__EXERCISE AIM__
Output must match the data below exactly from its first line through the line that contains "failure into a", with no other line.

Stored items:
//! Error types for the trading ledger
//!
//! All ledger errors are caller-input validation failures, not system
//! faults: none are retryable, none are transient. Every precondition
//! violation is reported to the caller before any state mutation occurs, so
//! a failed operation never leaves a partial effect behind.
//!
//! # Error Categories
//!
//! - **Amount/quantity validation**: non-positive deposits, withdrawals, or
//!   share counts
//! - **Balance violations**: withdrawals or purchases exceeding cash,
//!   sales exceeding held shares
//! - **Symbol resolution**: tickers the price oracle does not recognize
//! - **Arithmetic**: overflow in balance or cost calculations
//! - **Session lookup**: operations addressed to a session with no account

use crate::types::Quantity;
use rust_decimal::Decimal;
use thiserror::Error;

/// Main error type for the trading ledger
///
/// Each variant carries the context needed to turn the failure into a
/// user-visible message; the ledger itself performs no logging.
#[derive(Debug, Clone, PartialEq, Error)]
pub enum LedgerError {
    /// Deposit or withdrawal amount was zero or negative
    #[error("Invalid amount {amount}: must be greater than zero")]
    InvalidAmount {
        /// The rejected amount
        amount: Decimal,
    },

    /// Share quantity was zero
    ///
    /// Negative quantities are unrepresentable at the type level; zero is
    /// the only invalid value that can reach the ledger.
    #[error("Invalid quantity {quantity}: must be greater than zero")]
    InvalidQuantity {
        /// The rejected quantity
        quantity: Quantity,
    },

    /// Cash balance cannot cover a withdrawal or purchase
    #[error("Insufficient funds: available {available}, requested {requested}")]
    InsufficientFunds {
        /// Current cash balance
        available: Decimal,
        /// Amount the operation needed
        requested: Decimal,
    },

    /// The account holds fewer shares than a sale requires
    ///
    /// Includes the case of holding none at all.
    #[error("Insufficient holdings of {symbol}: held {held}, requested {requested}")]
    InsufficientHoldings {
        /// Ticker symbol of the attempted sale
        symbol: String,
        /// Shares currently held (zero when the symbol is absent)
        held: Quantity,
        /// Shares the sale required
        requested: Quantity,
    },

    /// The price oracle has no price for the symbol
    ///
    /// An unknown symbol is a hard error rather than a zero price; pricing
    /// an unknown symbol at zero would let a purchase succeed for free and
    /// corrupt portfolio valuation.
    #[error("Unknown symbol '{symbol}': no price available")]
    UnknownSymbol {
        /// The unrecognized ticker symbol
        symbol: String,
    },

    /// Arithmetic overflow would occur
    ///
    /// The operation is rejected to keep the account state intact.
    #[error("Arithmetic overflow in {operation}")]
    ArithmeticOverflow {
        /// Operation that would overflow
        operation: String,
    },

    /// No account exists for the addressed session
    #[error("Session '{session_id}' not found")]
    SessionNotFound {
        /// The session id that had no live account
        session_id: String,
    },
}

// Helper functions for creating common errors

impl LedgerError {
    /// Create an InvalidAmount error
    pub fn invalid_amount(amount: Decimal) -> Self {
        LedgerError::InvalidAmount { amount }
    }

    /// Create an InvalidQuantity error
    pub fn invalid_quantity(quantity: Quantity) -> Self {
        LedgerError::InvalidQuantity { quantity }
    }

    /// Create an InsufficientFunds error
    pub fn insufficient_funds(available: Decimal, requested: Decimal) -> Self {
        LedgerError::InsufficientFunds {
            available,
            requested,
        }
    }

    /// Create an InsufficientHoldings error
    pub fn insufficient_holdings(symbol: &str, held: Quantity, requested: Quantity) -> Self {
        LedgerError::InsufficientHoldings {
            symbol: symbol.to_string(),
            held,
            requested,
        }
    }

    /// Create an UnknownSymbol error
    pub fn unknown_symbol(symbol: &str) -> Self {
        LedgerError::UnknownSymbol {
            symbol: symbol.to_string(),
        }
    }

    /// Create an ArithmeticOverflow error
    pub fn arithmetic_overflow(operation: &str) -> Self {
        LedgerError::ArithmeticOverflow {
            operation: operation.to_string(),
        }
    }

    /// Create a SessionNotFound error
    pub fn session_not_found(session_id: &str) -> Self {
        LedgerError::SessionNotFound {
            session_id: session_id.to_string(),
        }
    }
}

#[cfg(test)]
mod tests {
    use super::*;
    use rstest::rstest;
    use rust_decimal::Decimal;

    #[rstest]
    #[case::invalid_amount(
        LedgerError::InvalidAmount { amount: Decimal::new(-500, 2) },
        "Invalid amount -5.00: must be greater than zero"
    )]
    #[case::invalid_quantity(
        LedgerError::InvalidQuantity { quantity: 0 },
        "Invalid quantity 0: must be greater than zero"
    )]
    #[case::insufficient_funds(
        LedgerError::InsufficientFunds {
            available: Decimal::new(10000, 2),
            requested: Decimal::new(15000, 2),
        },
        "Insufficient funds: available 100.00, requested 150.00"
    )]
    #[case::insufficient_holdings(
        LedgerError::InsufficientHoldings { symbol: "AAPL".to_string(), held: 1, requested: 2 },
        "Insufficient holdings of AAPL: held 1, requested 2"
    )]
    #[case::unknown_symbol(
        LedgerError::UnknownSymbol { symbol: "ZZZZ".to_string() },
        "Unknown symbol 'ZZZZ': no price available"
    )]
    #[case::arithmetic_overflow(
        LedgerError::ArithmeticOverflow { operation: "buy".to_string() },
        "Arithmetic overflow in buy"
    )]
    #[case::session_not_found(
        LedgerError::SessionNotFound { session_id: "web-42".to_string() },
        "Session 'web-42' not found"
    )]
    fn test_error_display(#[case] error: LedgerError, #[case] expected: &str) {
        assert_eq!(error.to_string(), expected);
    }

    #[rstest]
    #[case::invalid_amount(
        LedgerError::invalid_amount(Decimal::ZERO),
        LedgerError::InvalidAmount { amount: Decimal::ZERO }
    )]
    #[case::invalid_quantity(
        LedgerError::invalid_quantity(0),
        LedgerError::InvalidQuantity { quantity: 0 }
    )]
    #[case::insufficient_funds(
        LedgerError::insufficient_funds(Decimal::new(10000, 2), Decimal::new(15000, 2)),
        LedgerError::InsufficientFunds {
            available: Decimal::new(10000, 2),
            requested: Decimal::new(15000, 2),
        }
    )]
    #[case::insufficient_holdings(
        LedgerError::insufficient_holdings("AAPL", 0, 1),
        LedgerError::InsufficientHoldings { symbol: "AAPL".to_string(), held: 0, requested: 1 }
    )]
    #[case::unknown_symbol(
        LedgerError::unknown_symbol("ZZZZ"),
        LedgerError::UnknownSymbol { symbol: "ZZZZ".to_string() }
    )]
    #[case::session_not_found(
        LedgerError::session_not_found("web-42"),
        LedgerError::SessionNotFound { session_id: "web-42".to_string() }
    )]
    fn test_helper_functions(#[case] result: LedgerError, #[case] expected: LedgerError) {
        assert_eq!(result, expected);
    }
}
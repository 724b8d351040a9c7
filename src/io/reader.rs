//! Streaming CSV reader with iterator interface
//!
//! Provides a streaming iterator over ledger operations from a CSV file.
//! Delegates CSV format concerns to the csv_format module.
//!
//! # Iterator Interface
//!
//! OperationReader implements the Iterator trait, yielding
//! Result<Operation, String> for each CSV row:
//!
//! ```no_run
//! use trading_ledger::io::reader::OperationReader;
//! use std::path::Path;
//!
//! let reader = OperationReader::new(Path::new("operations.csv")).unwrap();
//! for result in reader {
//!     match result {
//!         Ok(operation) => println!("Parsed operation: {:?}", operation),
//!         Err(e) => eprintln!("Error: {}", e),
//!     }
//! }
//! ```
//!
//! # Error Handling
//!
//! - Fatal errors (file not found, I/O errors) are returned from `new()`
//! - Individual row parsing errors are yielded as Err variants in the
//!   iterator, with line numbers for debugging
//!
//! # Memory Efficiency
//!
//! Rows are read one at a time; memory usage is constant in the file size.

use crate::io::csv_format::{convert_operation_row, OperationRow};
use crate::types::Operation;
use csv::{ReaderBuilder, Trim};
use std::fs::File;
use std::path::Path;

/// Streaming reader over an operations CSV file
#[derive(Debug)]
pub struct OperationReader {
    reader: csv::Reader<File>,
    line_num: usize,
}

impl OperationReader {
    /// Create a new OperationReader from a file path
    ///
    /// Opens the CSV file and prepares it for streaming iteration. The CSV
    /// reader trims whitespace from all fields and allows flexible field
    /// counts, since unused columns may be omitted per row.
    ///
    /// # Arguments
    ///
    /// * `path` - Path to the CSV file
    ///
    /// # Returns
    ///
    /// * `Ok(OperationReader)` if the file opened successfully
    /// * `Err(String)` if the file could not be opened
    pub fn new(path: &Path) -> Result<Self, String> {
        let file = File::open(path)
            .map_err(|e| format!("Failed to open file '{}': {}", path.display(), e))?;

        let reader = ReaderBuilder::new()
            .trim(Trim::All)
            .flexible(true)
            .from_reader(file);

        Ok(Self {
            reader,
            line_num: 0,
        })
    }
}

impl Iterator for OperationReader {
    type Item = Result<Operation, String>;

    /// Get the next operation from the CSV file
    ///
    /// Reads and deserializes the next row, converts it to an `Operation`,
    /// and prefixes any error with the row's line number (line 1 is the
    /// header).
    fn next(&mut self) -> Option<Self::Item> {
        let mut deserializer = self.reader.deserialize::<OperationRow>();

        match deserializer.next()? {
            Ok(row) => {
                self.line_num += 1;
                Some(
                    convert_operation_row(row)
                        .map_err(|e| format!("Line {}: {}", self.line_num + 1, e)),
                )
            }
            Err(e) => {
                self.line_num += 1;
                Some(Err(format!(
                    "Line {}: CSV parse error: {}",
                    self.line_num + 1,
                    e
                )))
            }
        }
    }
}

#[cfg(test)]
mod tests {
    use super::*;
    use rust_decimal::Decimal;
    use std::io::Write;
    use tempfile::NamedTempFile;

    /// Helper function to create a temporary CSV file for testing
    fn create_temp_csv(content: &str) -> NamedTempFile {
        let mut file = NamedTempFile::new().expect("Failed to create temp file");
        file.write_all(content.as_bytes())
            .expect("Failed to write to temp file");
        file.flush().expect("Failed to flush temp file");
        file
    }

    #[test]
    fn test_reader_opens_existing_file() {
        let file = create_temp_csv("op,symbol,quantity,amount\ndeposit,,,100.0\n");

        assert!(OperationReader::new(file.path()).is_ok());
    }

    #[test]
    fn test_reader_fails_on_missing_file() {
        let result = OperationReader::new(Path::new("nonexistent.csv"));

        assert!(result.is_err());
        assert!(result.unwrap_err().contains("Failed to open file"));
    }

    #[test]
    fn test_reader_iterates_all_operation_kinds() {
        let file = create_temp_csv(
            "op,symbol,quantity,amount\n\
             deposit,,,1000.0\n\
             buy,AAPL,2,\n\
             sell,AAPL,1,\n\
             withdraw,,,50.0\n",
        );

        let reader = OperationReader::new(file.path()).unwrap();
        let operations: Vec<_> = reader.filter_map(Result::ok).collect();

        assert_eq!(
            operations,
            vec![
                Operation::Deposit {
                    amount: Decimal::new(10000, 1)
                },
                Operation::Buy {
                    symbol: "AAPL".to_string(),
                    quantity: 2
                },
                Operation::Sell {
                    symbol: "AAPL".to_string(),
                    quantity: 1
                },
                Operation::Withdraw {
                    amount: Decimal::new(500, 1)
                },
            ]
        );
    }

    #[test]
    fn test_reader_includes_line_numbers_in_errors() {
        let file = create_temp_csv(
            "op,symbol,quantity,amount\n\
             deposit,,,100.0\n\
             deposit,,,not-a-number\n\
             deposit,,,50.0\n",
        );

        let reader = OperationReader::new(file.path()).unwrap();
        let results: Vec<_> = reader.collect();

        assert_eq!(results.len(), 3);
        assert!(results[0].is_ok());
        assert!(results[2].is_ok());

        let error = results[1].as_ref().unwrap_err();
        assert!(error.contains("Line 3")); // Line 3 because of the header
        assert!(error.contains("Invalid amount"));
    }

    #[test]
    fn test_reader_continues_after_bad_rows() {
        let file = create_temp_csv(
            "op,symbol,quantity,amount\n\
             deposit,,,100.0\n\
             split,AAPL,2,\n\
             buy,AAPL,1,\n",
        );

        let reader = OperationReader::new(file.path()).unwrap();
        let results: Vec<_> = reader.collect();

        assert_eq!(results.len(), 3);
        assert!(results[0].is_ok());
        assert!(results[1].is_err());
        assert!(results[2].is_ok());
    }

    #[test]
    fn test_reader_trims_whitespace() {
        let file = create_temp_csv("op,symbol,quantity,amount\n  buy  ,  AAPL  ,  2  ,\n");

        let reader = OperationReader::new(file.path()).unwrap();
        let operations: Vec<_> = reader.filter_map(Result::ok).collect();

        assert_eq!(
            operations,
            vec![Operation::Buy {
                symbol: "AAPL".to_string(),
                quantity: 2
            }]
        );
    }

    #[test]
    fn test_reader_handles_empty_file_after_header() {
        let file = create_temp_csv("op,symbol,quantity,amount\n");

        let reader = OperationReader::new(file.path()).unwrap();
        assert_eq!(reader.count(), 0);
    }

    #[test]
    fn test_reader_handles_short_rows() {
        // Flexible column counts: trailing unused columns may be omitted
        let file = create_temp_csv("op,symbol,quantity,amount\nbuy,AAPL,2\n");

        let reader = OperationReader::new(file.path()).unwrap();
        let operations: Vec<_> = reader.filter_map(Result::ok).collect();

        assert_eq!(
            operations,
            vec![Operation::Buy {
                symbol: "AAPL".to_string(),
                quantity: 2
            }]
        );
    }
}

__TASK SOLUTION__
//! Error types for the trading ledger
//!
//! All ledger errors are caller-input validation failures, not system
//! faults: none are retryable, none are transient. Every precondition
//! violation is reported to the caller before any state mutation occurs, so
//! a failed operation never leaves a partial effect behind.
//!
//! # Error Categories
//!
//! - **Amount/quantity validation**: non-positive deposits, withdrawals, or
//!   share counts
//! - **Balance violations**: withdrawals or purchases exceeding cash,
//!   sales exceeding held shares
//! - **Symbol resolution**: tickers the price oracle does not recognize
//! - **Arithmetic**: overflow in balance or cost calculations
//! - **Session lookup**: operations addressed to a session with no account

use crate::types::Quantity;
use rust_decimal::Decimal;
use thiserror::Error;

/// Main error type for the trading ledger
///
/// Each variant carries the context needed to turn the failure into a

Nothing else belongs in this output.